O relacionamento de diferentes agrupamentos humanos com espécies vegetais tem origem desde o desenvolvimento das primeiras culturas. Por meio de seus maquinários enzimáticos, as plantas conseguem biossintetizar uma quantidade inestimável de substâncias, sendo que a Química de Produtos Naturais acessa tal quimiodiversidade por meio de ferramentas analíticas. Diante dessas perspectivas, neste trabalho foi realizado o estudo das espécies Urena lobata e Myrsine guianensis empregando abordagens integradas, para a busca de metabólitos bioativos em três alvos: leucemia humana, carcinomas (colorretal e mama) e a busca por ligantes para acetilcolinesterase (AChE). A partir da análise metabolômica (CLEM) da fração em diclorometano de U. lobata (ULD) foi possível anotar 18 metabólitos (u1u18). Adicionalmente, o desenvolvimento de métodos de purificação por HPLC permitiu o isolamento e caracterização estrutural de cinco compostos (u8, u19, u20, u21 e u22). As mesmas estratégias foram conduzidas para o estudo de M. guianensis, onde a partir do extrato em acetato de etila das folhas (MGA) da espécie foi possível realizar a anotação 17 compostos (m1m17), além do isolamento de cinco substâncias (m1, m2, m3, m5 e m6), sendo que dois destes são inéditos na literatura: os ácidos myrsinoicos G e H. Na busca por metabólitos citotóxicos, a fração ULD apresentou EC50 = 36 μg/mL frente a linhagem de leucemia Raji após 24 h de tratamento. Para as linhagens Kasumi1 e Jurkat, as subfrações ULD1 a 7, bem como os extratos de M. guianensis inibiram em até 60 % a proliferação celular após 48 h. Os compostos u8, u19, u20, u22, m1 e m2 foram testados frente às linhagens Kasumi1, Jurkart, K562 e KG1, mas não apresentaram efeito citotóxico após 24 h de experimento. Os compostos u8, u19, u20, u21, u22, m1, m5 e m6 tiveram a sua viabilidade celular testada frente às linhagens de carcinoma HTT116 e MCF7 por 72 h, onde m6 apresentou EC50 = 57,87 μM. Como resultado dos ensaios para a identificação de ligantes para AChE os compostos m1 e m8 foram identificados como ligantes por apresentar razão de afinidade igual a 4.59 e 81.49, respectivamente.

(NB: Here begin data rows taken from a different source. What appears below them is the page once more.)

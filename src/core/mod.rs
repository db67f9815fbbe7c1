pub mod anchor;
pub mod coords;
pub mod interval;
pub mod primitives;
pub mod scale;
pub mod shape_index;
pub mod style;
pub mod time_axis;
pub mod types;
pub mod value_axis;

pub use anchor::{AnchorPoint, PointId, PointStore, ShapeMembership};
pub use coords::CoordinateMapper;
pub use interval::{AxisLocale, BaseInterval, TimeUnit};
pub use scale::LinearScale;
pub use shape_index::{IDLE_SHAPE, ShapeIndex};
pub use style::{DrawingStyle, FillTemplate, Rgba, StrokeTemplate};
pub use time_axis::TimeAxis;
pub use types::{PixelPoint, Viewport};
pub use value_axis::{ValueAxis, ValueDisplayMode};
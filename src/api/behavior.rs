use crate::core::Rgba;

use super::engine::DrawingModel;

/// Visual parameters of one editing grip, tweakable per shape type.
#[derive(Debug, Clone, Copy, PartialEq)]
pub struct HandleStyle {
    pub radius_px: f64,
    pub color: Option<Rgba>,
    pub draggable: bool,
}

impl Default for HandleStyle {
    fn default() -> Self {
        Self {
            radius_px: 5.0,
            color: None,
            draggable: true,
        }
    }
}

/// Strategy hooks concrete shape types implement over the base engine.
///
/// Every method defaults to a no-op; the base engine only provides the
/// mapped coordinates and index bookkeeping. A trend-line type would
/// re-derive its projection in `update_segment`, a fan type would
/// recompute derived control points in `on_handle_dragged`, and so on.
pub trait ShapeBehavior {
    /// Recomputes shape-specific geometry after anchors of `shape` moved.
    fn update_segment(&mut self, _model: &mut DrawingModel, _shape: usize) {}

    /// Refreshes any derived presentation state after a batch of edits.
    fn update_elements(&mut self, _model: &mut DrawingModel) {}

    /// Adjusts grip appearance for this shape type.
    fn customize_handle(&mut self, _handle: &mut HandleStyle) {}

    /// Re-derivation hook invoked after one anchor was dragged to a new
    /// absolute position.
    fn on_handle_dragged(&mut self, _model: &mut DrawingModel, _shape: usize, _corner: &str) {}

    fn on_handle_drag_start(&mut self, _model: &mut DrawingModel) {}

    fn on_handle_drag_stop(&mut self, _model: &mut DrawingModel) {}

    fn on_pointer_over(&mut self, _model: &mut DrawingModel) {}

    fn on_pointer_out(&mut self, _model: &mut DrawingModel) {}
}

/// Base-engine behavior: every hook is a no-op.
#[derive(Debug, Clone, Copy, Default)]
pub struct DefaultShapeBehavior;

impl ShapeBehavior for DefaultShapeBehavior {}
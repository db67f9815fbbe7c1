use serde::{Deserialize, Serialize};

use crate::core::{PointId, Viewport};
use crate::interaction::DrawingMode;

/// Read-only state snapshot passed to plugin hooks.
#[derive(Debug, Clone, Copy, PartialEq, Serialize, Deserialize)]
pub struct DrawingContext {
    pub viewport: Viewport,
    pub time_visible_range: (f64, f64),
    pub value_domain: (f64, f64),
    pub anchor_count: usize,
    pub shape_count: usize,
    pub mode: DrawingMode,
}

/// Event stream exposed to plugins.
///
/// Rendering-side collaborators subscribe here to mirror engine state
/// onto their scene graph: grip visibility, stroke/fill drag pairing,
/// and shape lifecycle.
#[derive(Debug, Clone, Copy, PartialEq, Serialize, Deserialize)]
pub enum DrawingEvent {
    DrawingEnabled,
    DrawingDisabled,
    ErasingEnabled,
    ErasingDisabled,
    AnchorInserted { shape: usize, point: PointId },
    ShapeErased { shape: usize, removed_points: usize },
    DrawingsCleared { shapes: usize },
    ShapeDragStarted { shape: usize },
    ShapeDragFinished { shape: usize },
    HandleDragged { shape: usize },
    HandleDragFinished { shape: usize },
    HandlesShown { shape: usize },
    HandlesHidden,
    StrokeHovered { shape: usize },
    StrokeSyncDragStarted { shape: usize },
    StrokeSyncDragStopped { shape: usize },
}

/// Extension hook interface for bounded custom logic.
///
/// Plugins observe events and read engine context without mutating
/// engine internals directly.
pub trait DrawingPlugin {
    fn id(&self) -> &str;
    fn on_event(&mut self, event: DrawingEvent, context: DrawingContext);
}
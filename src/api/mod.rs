pub mod behavior;
pub mod engine;
pub mod engine_config;
pub mod gesture_router;
pub mod lifecycle;

pub use behavior::{DefaultShapeBehavior, HandleStyle, ShapeBehavior};
pub use engine::{DrawingEngine, DrawingModel};
pub use engine_config::{DRAG_SETTLE_DEFAULT_SECONDS, DrawingEngineConfig};
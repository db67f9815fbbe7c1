use indexmap::IndexMap;
use tracing::{trace, warn};

use crate::core::{CoordinateMapper, PixelPoint, PointId, PointStore, ShapeIndex};
use crate::error::DrawingResult;

/// Pre-drag snapshot of one anchor: time-axis position and raw value.
#[derive(Debug, Clone, Copy, PartialEq)]
pub struct DragBaseline {
    pub position_x: f64,
    pub value_y: f64,
}

#[derive(Debug, Clone, PartialEq)]
struct ShapeDrag {
    shape: usize,
    start_position_x: f64,
    start_value_y: f64,
    baselines: IndexMap<String, DragBaseline>,
}

/// Delta math for whole-shape and single-handle drags.
///
/// Whole-shape drags are rigid-body translations: the pointer delta is
/// computed once in (axis-position, value) space and applied to every
/// anchor baseline, so pairwise anchor offsets survive exactly.
#[derive(Debug, Clone, Default, PartialEq)]
pub struct DragEngine {
    active: Option<ShapeDrag>,
}

impl DragEngine {
    #[must_use]
    pub fn is_active(&self) -> bool {
        self.active.is_some()
    }

    #[must_use]
    pub fn active_shape(&self) -> Option<usize> {
        self.active.as_ref().map(|drag| drag.shape)
    }

    /// Snapshots the pointer and every anchor of `shape`.
    pub fn begin_shape_drag(
        &mut self,
        shape: usize,
        pixel: PixelPoint,
        mapper: CoordinateMapper,
        shapes: &ShapeIndex,
        store: &PointStore,
    ) -> DrawingResult<()> {
        let viewport = mapper.viewport();
        let start_position_x = mapper.time_axis().pixel_to_position(pixel.x, viewport)?;
        let raw = mapper.value_axis().pixel_to_value(pixel.y, viewport)?;
        let start_value_y = mapper.display_to_value(raw);

        let mut baselines = IndexMap::new();
        if let Some(slot) = shapes.slot(shape) {
            for (corner, id) in slot {
                let Some(point) = store.get(*id) else {
                    continue;
                };
                match mapper.time_axis().time_to_position(point.value_x) {
                    Ok(position_x) => {
                        baselines.insert(
                            corner.clone(),
                            DragBaseline {
                                position_x,
                                value_y: point.value_y,
                            },
                        );
                    }
                    Err(_) => {
                        warn!(shape, corner = corner.as_str(), "skipping anchor with unmappable time");
                    }
                }
            }
        }

        self.active = Some(ShapeDrag {
            shape,
            start_position_x,
            start_value_y,
            baselines,
        });
        Ok(())
    }

    /// Applies the accumulated pointer delta to every snapshotted anchor
    /// and discards the baselines. Returns the moved shape index, or
    /// `None` when no drag was active.
    pub fn finish_shape_drag(
        &mut self,
        pixel: PixelPoint,
        mapper: CoordinateMapper,
        shapes: &ShapeIndex,
        store: &mut PointStore,
    ) -> DrawingResult<Option<usize>> {
        let Some(drag) = self.active.take() else {
            return Ok(None);
        };

        let viewport = mapper.viewport();
        let position_x = mapper.time_axis().pixel_to_position(pixel.x, viewport)?;
        let raw = mapper.value_axis().pixel_to_value(pixel.y, viewport)?;
        let value_y = mapper.display_to_value(raw);

        // One delta for the whole shape, not per point.
        let delta_position = position_x - drag.start_position_x;
        let delta_value = value_y - drag.start_value_y;

        for (corner, baseline) in &drag.baselines {
            if !baseline.position_x.is_finite() || !baseline.value_y.is_finite() {
                continue;
            }
            let Some(id) = shapes.corner_id(drag.shape, corner) else {
                continue;
            };

            let new_position = baseline.position_x + delta_position;
            let new_time = mapper.clamp_time(mapper.time_axis().position_to_time(new_position)?);
            let location_x = mapper.fractional_location(new_time)?;
            let new_value = baseline.value_y + delta_value;

            if let Some(point) = store.get_mut(id) {
                point.value_x = new_time;
                point.location_x = location_x;
                point.value_y = new_value;
                point.value_y_working = new_value;
            }
        }

        trace!(
            shape = drag.shape,
            delta_position, delta_value, "shape drag committed"
        );
        Ok(Some(drag.shape))
    }

    /// Drops any captured baselines without applying them.
    pub fn cancel(&mut self) {
        self.active = None;
    }

    /// Moves a single anchor to the pointer's absolute (time, value).
    /// Returns `true` when the point existed and was updated.
    pub fn drag_handle(
        &self,
        id: PointId,
        pixel: PixelPoint,
        mapper: CoordinateMapper,
        store: &mut PointStore,
    ) -> DrawingResult<bool> {
        let value_x = mapper.pixel_to_time(pixel.x)?;
        let value_y = mapper.pixel_to_value(pixel.y)?;
        let location_x = mapper.fractional_location(value_x)?;

        let Some(point) = store.get_mut(id) else {
            return Ok(false);
        };

        point.value_x = value_x;
        point.location_x = location_x;
        point.value_y = value_y;
        point.value_y_working = value_y;
        Ok(true)
    }
}
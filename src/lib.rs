//! chart-drawings: interactive annotation engine for time-value charts.
//!
//! This crate provides the base drawing engine concrete annotation tools
//! (trend lines, shaded regions, callouts) build on: pointer gesture
//! routing, shape/anchor bookkeeping, and pixel-to-domain mapping.
//! Rendering stays in the host chart; the engine reports what changed
//! through plugin events and behavior hooks.

pub mod api;
pub mod core;
pub mod error;
pub mod extensions;
pub mod interaction;
pub mod telemetry;

pub use api::{DrawingEngine, DrawingEngineConfig};
pub use error::{DrawingError, DrawingResult};
use super::transport::{ConnectionState, IncomingMessage, Outbound, Transport};
use crate::config::MqttConfig;
use crate::host::{HostIdentity, PAYLOAD_NOT_AVAILABLE};
use anyhow::{anyhow, Result};
use rumqttc::{AsyncClient, Event, EventLoop, LastWill, MqttOptions, Outgoing, Packet, QoS};
use std::sync::Arc;
use std::time::Duration;
use tokio::sync::{mpsc, Notify};
use tracing::{debug, info, warn};

/// Capacity of the rumqttc channel between the forwarding task and the event loop
const REQUEST_CAPACITY: usize = 64;

/// Upper bound for flushing the offline message on shutdown
const SHUTDOWN_DRAIN_TIMEOUT: Duration = Duration::from_secs(2);

/// Broker keep-alive floor accepted by rumqttc
const MIN_KEEP_ALIVE_SECONDS: u64 = 5;

/// Request handed from the transport to the forwarding task
#[derive(Debug)]
enum Request {
    Publish {
        topic: String,
        payload: Vec<u8>,
        retain: bool,
    },
    Subscribe(String),
    Unsubscribe(String),
    Disconnect,
}

/// Unbounded queue in front of the rumqttc request channel.
///
/// Entity init runs synchronously and can enqueue far more requests than the
/// event loop's channel holds, so requests wait here instead of being dropped.
struct RequestQueue {
    requests: mpsc::UnboundedSender<Request>,
}

impl RequestQueue {
    fn push(&self, request: Request) -> Result<()> {
        self.requests
            .send(request)
            .map_err(|_| anyhow!("MQTT driver is not running"))
    }
}

impl Outbound for RequestQueue {
    fn publish(&self, topic: &str, payload: Vec<u8>, retain: bool) -> Result<()> {
        self.push(Request::Publish {
            topic: topic.to_string(),
            payload,
            retain,
        })
    }

    fn subscribe(&self, filter: &str) -> Result<()> {
        self.push(Request::Subscribe(filter.to_string()))
    }

    fn unsubscribe(&self, filter: &str) -> Result<()> {
        self.push(Request::Unsubscribe(filter.to_string()))
    }

    fn disconnect(&self) -> Result<()> {
        self.push(Request::Disconnect)
    }
}

/// Feed queued requests to the client, waiting whenever its channel is full
async fn forward_requests(client: AsyncClient, mut requests: mpsc::UnboundedReceiver<Request>) {
    while let Some(request) = requests.recv().await {
        let result = match request {
            Request::Publish {
                topic,
                payload,
                retain,
            } => client.publish(topic, QoS::AtMostOnce, retain, payload).await,
            Request::Subscribe(filter) => client.subscribe(filter, QoS::AtMostOnce).await,
            Request::Unsubscribe(filter) => client.unsubscribe(filter).await,
            Request::Disconnect => client.disconnect().await,
        };

        if let Err(e) = result {
            warn!(error = %e, "MQTT client rejected request");
        }
    }
}

/// Stops a running `MqttDriver`
#[derive(Clone)]
pub struct ShutdownHandle(Arc<Notify>);

impl ShutdownHandle {
    pub fn shutdown(&self) {
        self.0.notify_one();
    }
}

/// Owns the rumqttc event loop and drives the shared `Transport`'s state
pub struct MqttDriver {
    eventloop: EventLoop,
    /// Taken by `run` to start the forwarding task
    queue: Option<(AsyncClient, mpsc::UnboundedReceiver<Request>)>,
    transport: Transport,
    availability_topic: String,
    auto_reconnect: bool,
    reconnect_delay: Duration,
    shutdown: Arc<Notify>,
}

impl MqttDriver {
    /// Create the broker client and its driver.
    ///
    /// No network activity happens until `run` is polled.
    pub fn connect(config: &MqttConfig, host: &HostIdentity) -> (Transport, Self) {
        let client_id = match &config.client_id {
            Some(id) if !id.trim().is_empty() => id.clone(),
            _ => generate_client_id(host),
        };

        info!(
            host = %config.host,
            port = config.port,
            client_id = %client_id,
            auto_reconnect = config.auto_reconnect,
            "Configuring MQTT connection"
        );

        let options = build_options(config, host, &client_id);
        let (client, eventloop) = AsyncClient::new(options, REQUEST_CAPACITY);
        let (requests, queued) = mpsc::unbounded_channel();
        let transport = Transport::new(Arc::new(RequestQueue { requests }));

        let driver = Self {
            eventloop,
            queue: Some((client, queued)),
            transport: transport.clone(),
            availability_topic: host.availability_topic(),
            auto_reconnect: config.auto_reconnect,
            reconnect_delay: Duration::from_secs(config.reconnect_delay_seconds),
            shutdown: Arc::new(Notify::new()),
        };

        (transport, driver)
    }

    pub fn shutdown_handle(&self) -> ShutdownHandle {
        ShutdownHandle(Arc::clone(&self.shutdown))
    }

    /// Poll the connection until shutdown is requested
    pub async fn run(mut self) -> Result<()> {
        info!("Starting MQTT driver");
        self.transport.set_state(ConnectionState::Connecting);

        let forwarder = self
            .queue
            .take()
            .map(|(client, queued)| tokio::spawn(forward_requests(client, queued)));
        let shutdown = Arc::clone(&self.shutdown);

        loop {
            let event = tokio::select! {
                _ = shutdown.notified() => None,
                event = self.eventloop.poll() => Some(event),
            };

            let event = match event {
                Some(event) => event,
                None => {
                    self.shutdown_gracefully().await;
                    break;
                }
            };

            match event {
                Ok(Event::Incoming(Packet::ConnAck(_))) => {
                    self.transport.set_state(ConnectionState::Connected);
                }
                Ok(Event::Incoming(Packet::Publish(publish))) => {
                    let message = IncomingMessage::new(publish.topic, publish.payload.to_vec());
                    self.transport.dispatch(&message);
                }
                Ok(Event::Incoming(Packet::Disconnect)) => {
                    self.transport.set_state(ConnectionState::Disconnected {
                        error: Some("broker closed the connection".to_string()),
                    });
                }
                Ok(_) => {}
                Err(e) => {
                    self.transport.set_state(ConnectionState::Disconnected {
                        error: Some(e.to_string()),
                    });

                    if !self.wait_for_reconnect().await {
                        self.transport
                            .set_state(ConnectionState::Disconnected { error: None });
                        break;
                    }

                    self.transport.set_state(ConnectionState::Connecting);
                }
            }
        }

        if let Some(forwarder) = forwarder {
            forwarder.abort();
        }

        info!("MQTT driver stopped");
        Ok(())
    }

    /// Returns false when shutdown was requested while waiting
    async fn wait_for_reconnect(&mut self) -> bool {
        if self.auto_reconnect {
            debug!(
                delay_seconds = self.reconnect_delay.as_secs(),
                "Reconnecting after delay"
            );
            tokio::select! {
                _ = self.shutdown.notified() => false,
                _ = tokio::time::sleep(self.reconnect_delay) => true,
            }
        } else {
            info!("Automatic reconnect disabled, waiting for a reconnect request");
            tokio::select! {
                _ = self.shutdown.notified() => false,
                _ = self.transport.reconnect_requested() => true,
            }
        }
    }

    /// Announce the host offline, then close the connection
    async fn shutdown_gracefully(&mut self) {
        info!("Shutting down MQTT connection");

        if self.transport.is_connected() {
            self.transport
                .publish(&self.availability_topic, PAYLOAD_NOT_AVAILABLE, true);
            self.transport.disconnect();

            let eventloop = &mut self.eventloop;
            let drain = async move {
                loop {
                    match eventloop.poll().await {
                        Ok(Event::Outgoing(Outgoing::Disconnect)) | Err(_) => break,
                        Ok(_) => {}
                    }
                }
            };

            if tokio::time::timeout(SHUTDOWN_DRAIN_TIMEOUT, drain).await.is_err() {
                warn!("Timed out flushing MQTT disconnect");
            }
        }

        self.transport
            .set_state(ConnectionState::Disconnected { error: None });
    }
}

fn generate_client_id(host: &HostIdentity) -> String {
    let suffix = uuid::Uuid::new_v4().simple().to_string();
    format!("hass_bridge_{}_{}", host.hostname(), &suffix[..8])
}

fn build_options(config: &MqttConfig, host: &HostIdentity, client_id: &str) -> MqttOptions {
    let mut options = MqttOptions::new(client_id, config.host.as_str(), config.port);
    options.set_keep_alive(Duration::from_secs(
        config.keep_alive_seconds.max(MIN_KEEP_ALIVE_SECONDS),
    ));
    options.set_clean_session(true);

    if let Some(username) = &config.username {
        options.set_credentials(username.as_str(), config.password.clone().unwrap_or_default());
    }

    // Retained so it replaces the retained "on" of the availability entity
    options.set_last_will(LastWill::new(
        host.availability_topic(),
        PAYLOAD_NOT_AVAILABLE,
        QoS::AtMostOnce,
        true,
    ));

    options
}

The historical connection between various human societies and plant species dates back to the early stages of cultural development. Plants, through their enzymatic mechanisms, have the remarkable ability to biosynthesize a vast array of substances, and Natural Products Chemistry leverages this chemical diversity through analytical tools. In this study, Urena lobata and Myrsine guianensis were examined using integrated approaches to identify bioactive metabolites targeting three specific areas: human leukemia, carcinomas (colorectal and breast), and ligands for acetylcholinesterase (AChE). Metabolomic analysis (LCMS) of the dichloromethane fraction of U. lobata (ULD) allowed the annotation of 18 metabolites (u1u18). Furthermore, the development of HPLC purification methods facilitated the isolation and structural characterization of five compounds (u8, u19, u20, u21, and u22). The same strategies were applied to the study of M. guianensis, where the ethyl acetate extract from the leaves (MGA) annotated 17 compounds (m1m17), and five substances (m1, m2, m3, m5, and m6) were isolated, including two novel compounds: myrsinoic acids G and H. In the quest for cytotoxic metabolites, the ULD fraction demonstrated an EC50 of 36 μg/mL against the Raji leukemia cell line after 24 hours of treatment. For the Kasumi1 and Jurkat cell lines, ULD1 to 7 subfractions, along with M. guianensis extracts, inhibited cell proliferation by up to 60% after 48 hours. Compounds u8, u19, u20, u22, m1, and m2 were assessed against Kasumi1, Jurkart, K562, and KG1 cell lines but did not exhibit cytotoxic effects after 24 hours. Compounds u8, u19, u20, u21, u22, m1, m5, and m6 underwent viability testing against HTT116 and MCF7 carcinoma cell lines for 72 hours, where m6 demonstrated an EC50 of 57.87 μM. In the ligand identification assays for AChE, compounds m1 and m8 were recognized as ligands with an affinity ratio of 4.59 and 81.49, respectively.